Give Your Child Safety Skills For Visits
Before sending a child for visits, have a safety plan.
- Teach young children your real name, phone number and address.
- Make sure your child knows that they do not have to get in a vehicle with a parent that has been drinking or using drugs.
- If they have a cell phone, use a code word so that they can all you to notify you of any problems. (So, they don’t have to say the parent is drunk in front of that parent). They just say, “Mom, don’t forget bananas! and you know that means trouble.
- Have a neighbor that they can go if they get scared or need help. If you don’t know anyone, go knocking and introduce your child to them.

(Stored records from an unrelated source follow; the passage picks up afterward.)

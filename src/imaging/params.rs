//! What a derived image variant should look like.
//!
//! A [`VariantJob`] names a source file, an output file and a [`VariantShape`].
//! Galleries build jobs for their missing `_z` and `_thm` files and hand them
//! to an [`ImageBackend`](super::ImageBackend); the backend decides how.

use crate::config::ImagesConfig;
use std::path::PathBuf;

/// JPEG quality, always within 1..=100.
#[derive(Debug, Clone, Copy, PartialEq, Eq)]
pub struct Quality(u32);

impl Quality {
    pub fn new(value: u32) -> Self {
        Self(value.clamp(1, 100))
    }

    pub fn value(self) -> u32 {
        self.0
    }
}

impl Default for Quality {
    fn default() -> Self {
        Self(90)
    }
}

impl From<&ImagesConfig> for Quality {
    fn from(images: &ImagesConfig) -> Self {
        Self::new(images.quality)
    }
}

/// Unsharp mask applied after a thumbnail crop.
#[derive(Debug, Clone, Copy, PartialEq)]
pub struct Sharpening {
    pub sigma: f32,
    pub threshold: i32,
}

impl Sharpening {
    /// Enough to keep a 150px crop from looking soft.
    pub fn light() -> Self {
        Self {
            sigma: 0.5,
            threshold: 0,
        }
    }
}

#[derive(Debug, Clone, Copy, PartialEq)]
pub enum VariantShape {
    /// Scale to exactly these dimensions (already bounded by the caller).
    Bounded { width: u32, height: u32 },
    /// Fill an `edge` x `edge` square, cropping the overflow around the centre.
    Square {
        edge: u32,
        sharpening: Option<Sharpening>,
    },
}

/// One variant to derive from a file on disk. The output format follows the
/// output extension.
#[derive(Debug, Clone, PartialEq)]
pub struct VariantJob {
    pub source: PathBuf,
    pub output: PathBuf,
    pub shape: VariantShape,
    pub quality: Quality,
}

impl VariantJob {
    pub fn bounded(
        source: impl Into<PathBuf>,
        output: impl Into<PathBuf>,
        (width, height): (u32, u32),
        quality: Quality,
    ) -> Self {
        Self {
            source: source.into(),
            output: output.into(),
            shape: VariantShape::Bounded { width, height },
            quality,
        }
    }

    /// Sharpened square thumbnail.
    pub fn square(
        source: impl Into<PathBuf>,
        output: impl Into<PathBuf>,
        edge: u32,
        quality: Quality,
    ) -> Self {
        Self {
            source: source.into(),
            output: output.into(),
            shape: VariantShape::Square {
                edge,
                sharpening: Some(Sharpening::light()),
            },
            quality,
        }
    }
}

- Practice the safety plan in advance. Role play using the code words, rehearse the phone numbers.
Keep Good Documentation of Visits
Finally, keep good records about the visits. Note any problems or issues. Discretely, jot down behaviors or quotes from your child. Follow up with an attorney if you have additional legal questions and contact a child therapist if you need additional supports.
What else have you done to deal with an alcoholic ex?
What a wonderful blog! So much helpful information for parents in this situation. Nice job!
Thanks Michelle! Glad you enjoyed it.
This information is very helpful. I am very concerned about my grandson’s mother coming back into his life too soon. That will require a family conference I am sure but will ultimately be determined by you judgment of his overall well being both mentally and physically.